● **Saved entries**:
Content starts

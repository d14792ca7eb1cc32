//! Stored names for uploaded images
//!
//! The stored name is the MD5 digest of the original file *name*, hex encoded,
//! followed by the original extension. Uploading the same name twice therefore
//! lands on the same stored file.

/// Extension of a file name, dot included, taken from the last path segment.
///
/// `"photo.tar.png"` gives `".png"`; a name without a dot gives `""`.
pub fn extension(name: &str) -> &str {
    let base_start = name.rfind(['/', '\\']).map(|i| i + 1).unwrap_or(0);
    let base = &name[base_start..];
    match base.rfind('.') {
        Some(i) => &base[i..],
        None => "",
    }
}

/// Deterministic stored name for an upload called `original`
pub fn stored_name(original: &str) -> String {
    format!("{:x}{}", md5::compute(original.as_bytes()), extension(original))
}

#[cfg(test)]
mod tests {
    use super::*;
    use proptest::prelude::*;

    #[test]
    fn test_extension() {
        assert_eq!(extension("cat.png"), ".png");
        assert_eq!(extension("archive.tar.jpeg"), ".jpeg");
        assert_eq!(extension("README"), "");
        assert_eq!(extension("dir.d/README"), "");
        assert_eq!(extension(".jpg"), ".jpg");
    }

    #[test]
    fn test_stored_name_known_digest() {
        assert_eq!(stored_name("cat.png"), "e58706c74d2bf10964d0196b85e4d485.png");
    }

    #[test]
    fn test_different_names_differ() {
        assert_ne!(stored_name("a.png"), stored_name("b.png"));
        assert_ne!(stored_name("a.png"), stored_name("a.jpg"));
    }

    proptest! {
        #[test]
        fn stored_name_is_deterministic(name in ".{0,64}") {
            prop_assert_eq!(stored_name(&name), stored_name(&name));
        }

        #[test]
        fn stored_name_keeps_extension(stem in "[a-zA-Z0-9_-]{1,20}", ext in "(png|jpg|jpeg|gif)") {
            let original = format!("{stem}.{ext}");
            let stored = stored_name(&original);
            let expected_ext = format!(".{}", ext);
            prop_assert!(stored.ends_with(&expected_ext));
            prop_assert_eq!(stored.len(), 32 + ext.len() + 1);
            prop_assert!(stored[..32].chars().all(|c| c.is_ascii_hexdigit()));
        }
    }
}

Content ends

In this exercise, reproduce each line above exactly.

● **Exercise solution**:
repository d14792ca7eb1cc32
//! Stored names for uploaded images
//!
//! The stored name is the MD5 digest of the original file *name*, hex encoded,
//! followed by the original extension. Uploading the same name twice therefore
//! lands on the same stored file.

/// Extension of a file name, dot included, taken from the last path segment.
///
/// `"photo.tar.png"` gives `".png"`; a name without a dot gives `""`.
pub fn extension(name: &str) -> &str {
    let base_start = name.rfind(['/', '\\']).map(|i| i + 1).unwrap_or(0);
    let base = &name[base_start..];
    match base.rfind('.') {
        Some(i) => &base[i..],
        None => "",
    }
}

/// Deterministic stored name for an upload called `original`
pub fn stored_name(original: &str) -> String {
    format!("{:x}{}", md5::compute(original.as_bytes()), extension(original))
}

#[cfg(test)]
mod tests {
    use super::*;
    use proptest::prelude::*;

    #[test]
    fn test_extension() {
        assert_eq!(extension("cat.png"), ".png");
        assert_eq!(extension("archive.tar.jpeg"), ".jpeg");
        assert_eq!(extension("README"), "");
        assert_eq!(extension("dir.d/README"), "");
        assert_eq!(extension(".jpg"), ".jpg");
    }

    #[test]
    fn test_stored_name_known_digest() {
        assert_eq!(stored_name("cat.png"), "e58706c74d2bf10964d0196b85e4d485.png");
    }

    #[test]
    fn test_different_names_differ() {
        assert_ne!(stored_name("a.png"), stored_name("b.png"));
        assert_ne!(stored_name("a.png"), stored_name("a.jpg"));
    }

    proptest! {
        #[test]
        fn stored_name_is_deterministic(name in ".{0,64}") {
            prop_assert_eq!(stored_name(&name), stored_name(&name));
        }

        #[test]
        fn stored_name_keeps_extension(stem in "[a-zA-Z0-9_-]{1,20}", ext in "(png|jpg|jpeg|gif)") {
            let original = format!("{stem}.{ext}");
            let stored = stored_name(&original);
            let expected_ext = format!(".{}", ext);
            prop_assert!(stored.ends_with(&expected_ext));
            prop_assert_eq!(stored.len(), 32 + ext.len() + 1);
            prop_assert!(stored[..32].chars().all(|c| c.is_ascii_hexdigit()));
        }
    }
}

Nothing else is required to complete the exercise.